Ho deciso quindi di usare il taglio documentaristico, una sola macchina, una sola ottica, una sola pellicola e una sola inquadratura. La diversità scaturisce così dai soggetti stessi, ritratti nel luogo in cui li incontro per caso, dove essi vivono, si muovono, e che li rappresenta.

Ho raccolto più di trecento soggetti, incontrati nei luoghi più disparati, dagli ‘slum’ di Khulna, alle baraccopoli di Dhaka, dal mercato delle spezie, ai nomadi che vivono lungo la ferrovia, fino ai Munda vicini allo Sundarban. 

In alcune occasioni ho un po’ forzato la mano, e non ho aspettato che si mettessero in posa: questo mi ha portato ad avere anche un’alternanza di posture che aiuta il racconto, mostrando sfaccettature nuove e diverse. Scattare silenziosamente due o tre foto in successione permette poi alle persone di sciogliersi e prendere confidenza.

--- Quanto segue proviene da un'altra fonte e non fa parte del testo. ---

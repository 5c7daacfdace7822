//! Transparent proxy around a lazily loaded value.
//!
//! A [`TransparentProxy`] can be handed to script code in place of a value
//! that is expensive or side-effecting to produce. Nothing is loaded until the
//! first protocol operation reaches the proxy; at that point the
//! [`ProxyLoader`] is invoked, its result is coerced to an object through
//! [`EvalContext::to_object`], and both are kept for the rest of the proxy's
//! life. Every later operation is forwarded to that object.
//!
//! Default-value coercion is the one operation that is not forwarded: it
//! answers with the loaded value itself, so a proxied `1.23` adds, compares
//! and prints like the number rather than like a boxed `Number`.
//!
//! ```
//! use just_proxy::runner::context::EvalContext;
//! use just_proxy::runner::ds::operations::arithmetic::add_values;
//! use just_proxy::runner::ds::transparent_proxy::TransparentProxy;
//! use just_proxy::runner::ds::value::JsValue;
//!
//! let mut ctx = EvalContext::new();
//! let proxy = TransparentProxy::new(|_| Ok(JsValue::from("string")));
//! let value = JsValue::from(proxy);
//!
//! let result = add_values(&mut ctx, &value, &JsValue::from(5)).unwrap();
//! assert_eq!(result, JsValue::from("string5"));
//! ```

use std::cell::RefCell;
use std::rc::Rc;

use crate::runner::config::LoadFailurePolicy;
use crate::runner::context::EvalContext;
use crate::runner::ds::error::JErrorType;
use crate::runner::ds::object::{JsObject, JsObjectType};
use crate::runner::ds::object_property::PropertyKey;
use crate::runner::ds::operations::type_conversion::PreferredType;
use crate::runner::ds::value::JsValue;

/// Produces the value standing behind a proxy.
///
/// Called at most once per proxy when it succeeds. A failing load is retried
/// on the next access unless the context is configured with
/// [`LoadFailurePolicy::Cache`].
pub trait ProxyLoader {
    fn load(&self, ctx: &mut EvalContext) -> Result<JsValue, JErrorType>;
}

impl<F> ProxyLoader for F
where
    F: Fn(&mut EvalContext) -> Result<JsValue, JErrorType>,
{
    fn load(&self, ctx: &mut EvalContext) -> Result<JsValue, JErrorType> {
        self(ctx)
    }
}

enum ProxyState {
    Unmaterialized,
    /// The loader or the coercion is running; guards against re-entry.
    Loading,
    Materialized {
        value: JsValue,
        scriptable: JsObjectType,
    },
    Failed(JErrorType),
}

pub struct TransparentProxy {
    loader: Box<dyn ProxyLoader>,
    state: RefCell<ProxyState>,
}
impl TransparentProxy {
    pub fn new<F>(load: F) -> Self
    where
        F: Fn(&mut EvalContext) -> Result<JsValue, JErrorType> + 'static,
    {
        Self::with_loader(load)
    }

    pub fn with_loader<L: ProxyLoader + 'static>(loader: L) -> Self {
        TransparentProxy {
            loader: Box::new(loader),
            state: RefCell::new(ProxyState::Unmaterialized),
        }
    }

    pub fn into_object(self) -> JsObjectType {
        Rc::new(self)
    }

    pub fn is_materialized(&self) -> bool {
        matches!(*self.state.borrow(), ProxyState::Materialized { .. })
    }

    /// The object all operations are forwarded to, loading it if needed.
    pub fn proxied_object(&self, ctx: &mut EvalContext) -> Result<JsObjectType, JErrorType> {
        self.load_if_unset(ctx)
    }

    /// The value returned by the loader, before coercion.
    pub fn proxied_value(&self, ctx: &mut EvalContext) -> Result<JsValue, JErrorType> {
        self.load_if_unset(ctx)?;
        match &*self.state.borrow() {
            ProxyState::Materialized { value, .. } => Ok(value.clone()),
            _ => Err(JErrorType::TypeError(
                "transparent proxy has no loaded value".to_string(),
            )),
        }
    }

    fn load_if_unset(&self, ctx: &mut EvalContext) -> Result<JsObjectType, JErrorType> {
        match &*self.state.borrow() {
            ProxyState::Materialized { scriptable, .. } => return Ok(scriptable.clone()),
            ProxyState::Loading => {
                return Err(JErrorType::TypeError(
                    "transparent proxy accessed while its value is being loaded".to_string(),
                ))
            }
            ProxyState::Failed(e) => return Err(e.clone()),
            ProxyState::Unmaterialized => {}
        }

        *self.state.borrow_mut() = ProxyState::Loading;
        let loaded = self.loader.load(ctx).and_then(|value| {
            let scriptable = ctx.to_object(&value)?;
            if std::ptr::addr_eq(Rc::as_ptr(&scriptable), self as *const Self) {
                return Err(JErrorType::TypeError(
                    "transparent proxy cannot load itself".to_string(),
                ));
            }
            // A proxy chain is resolved while this one is still `Loading`, so
            // a chain leading back here fails instead of recursing forever.
            if let Some(inner) = scriptable.as_transparent_proxy() {
                inner.load_if_unset(ctx)?;
            }
            Ok((value, scriptable))
        });

        let mut state = self.state.borrow_mut();
        match loaded {
            Ok((value, scriptable)) => {
                *state = ProxyState::Materialized {
                    value,
                    scriptable: scriptable.clone(),
                };
                Ok(scriptable)
            }
            Err(e) => {
                *state = match ctx.config().proxy.on_load_failure {
                    LoadFailurePolicy::Retry => ProxyState::Unmaterialized,
                    LoadFailurePolicy::Cache => ProxyState::Failed(e.clone()),
                };
                Err(e)
            }
        }
    }

    /// Lookups that start at the proxy start at the proxied object instead.
    fn resolve_start<'a>(
        &self,
        start: &'a JsObjectType,
        scriptable: &'a JsObjectType,
    ) -> &'a JsObjectType {
        if std::ptr::addr_eq(Rc::as_ptr(start), self as *const Self) {
            scriptable
        } else {
            start
        }
    }
}

impl From<TransparentProxy> for JsValue {
    fn from(proxy: TransparentProxy) -> Self {
        JsValue::Object(proxy.into_object())
    }
}

impl JsObject for TransparentProxy {
    fn get_class_name(&self, ctx: &mut EvalContext) -> Result<String, JErrorType> {
        let scriptable = self.load_if_unset(ctx)?;
        scriptable.get_class_name(ctx)
    }

    fn get(
        &self,
        ctx: &mut EvalContext,
        property: &PropertyKey,
        start: &JsObjectType,
    ) -> Result<Option<JsValue>, JErrorType> {
        let scriptable = self.load_if_unset(ctx)?;
        scriptable.get(ctx, property, self.resolve_start(start, &scriptable))
    }

    fn has(
        &self,
        ctx: &mut EvalContext,
        property: &PropertyKey,
        start: &JsObjectType,
    ) -> Result<bool, JErrorType> {
        let scriptable = self.load_if_unset(ctx)?;
        scriptable.has(ctx, property, self.resolve_start(start, &scriptable))
    }

    fn put(
        &self,
        ctx: &mut EvalContext,
        property: PropertyKey,
        start: &JsObjectType,
        value: JsValue,
    ) -> Result<(), JErrorType> {
        let scriptable = self.load_if_unset(ctx)?;
        scriptable.put(ctx, property, self.resolve_start(start, &scriptable), value)
    }

    fn delete(&self, ctx: &mut EvalContext, property: &PropertyKey) -> Result<(), JErrorType> {
        let scriptable = self.load_if_unset(ctx)?;
        scriptable.delete(ctx, property)
    }

    fn get_prototype(&self, ctx: &mut EvalContext) -> Result<Option<JsObjectType>, JErrorType> {
        let scriptable = self.load_if_unset(ctx)?;
        scriptable.get_prototype(ctx)
    }

    fn set_prototype(
        &self,
        ctx: &mut EvalContext,
        prototype: Option<JsObjectType>,
    ) -> Result<(), JErrorType> {
        let scriptable = self.load_if_unset(ctx)?;
        scriptable.set_prototype(ctx, prototype)
    }

    fn get_parent_scope(&self, ctx: &mut EvalContext) -> Result<Option<JsObjectType>, JErrorType> {
        let scriptable = self.load_if_unset(ctx)?;
        scriptable.get_parent_scope(ctx)
    }

    fn set_parent_scope(
        &self,
        ctx: &mut EvalContext,
        parent: Option<JsObjectType>,
    ) -> Result<(), JErrorType> {
        let scriptable = self.load_if_unset(ctx)?;
        scriptable.set_parent_scope(ctx, parent)
    }

    fn get_ids(&self, ctx: &mut EvalContext) -> Result<Vec<PropertyKey>, JErrorType> {
        let scriptable = self.load_if_unset(ctx)?;
        scriptable.get_ids(ctx)
    }

    fn get_default_value(
        &self,
        ctx: &mut EvalContext,
        _hint: PreferredType,
    ) -> Result<JsValue, JErrorType> {
        self.proxied_value(ctx)
    }

    fn has_instance(
        &self,
        ctx: &mut EvalContext,
        instance: &JsObjectType,
    ) -> Result<bool, JErrorType> {
        let scriptable = self.load_if_unset(ctx)?;
        scriptable.has_instance(ctx, instance)
    }

    fn is_callable(&self, ctx: &mut EvalContext) -> Result<bool, JErrorType> {
        let scriptable = self.load_if_unset(ctx)?;
        scriptable.is_callable(ctx)
    }

    fn call(
        &self,
        ctx: &mut EvalContext,
        this: JsValue,
        args: Vec<JsValue>,
    ) -> Result<JsValue, JErrorType> {
        let scriptable = self.load_if_unset(ctx)?;
        scriptable.call(ctx, this, args)
    }

    fn as_transparent_proxy(&self) -> Option<&TransparentProxy> {
        Some(self)
    }
}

L’incontro fotografico non culmina con lo scatto, quello è piuttosto il punto di inizio grazie al quale ho potuto godere di numerose conversazioni piacevolissime ed essere a mia volta bersagliato di domande sulle motivazioni che mi muovono, sulla mia vita in Italia, sul mio lavoro, sulla mia famiglia.

“Sada Kalo” vuol dire bianco e nero. 

L’approfondimento narrativo della relazione fra il fotografo e il soggetto diventa il filo condutture di un racconto fatto di volti diversi, ed espressioni altalenanti e sorprendenti, fra occhi duri, sguardi dolci, di complicità o diffidenza, di curiosità o apertura, in un bianco e nero ampio e corposo, che rende sintetico ed essenziale il racconto di un mondo caratterizzato e riconosciuto proprio dalla sopraffazione dei colori. 

Quest’anno ho poi avuto modo di portare in una Ccasa-famiglia alcuni dei miei scatti: ho dato queste fotografie in bianco e nero ai bambini della casa, e ho chiesto loro di colorarle. Quello che ne è venuto fuori è stato dolcissimo. Il bianco e nero del mio racconto ritorna ad essere a colori, attraverso le mani e le dita dei soggetti stessi.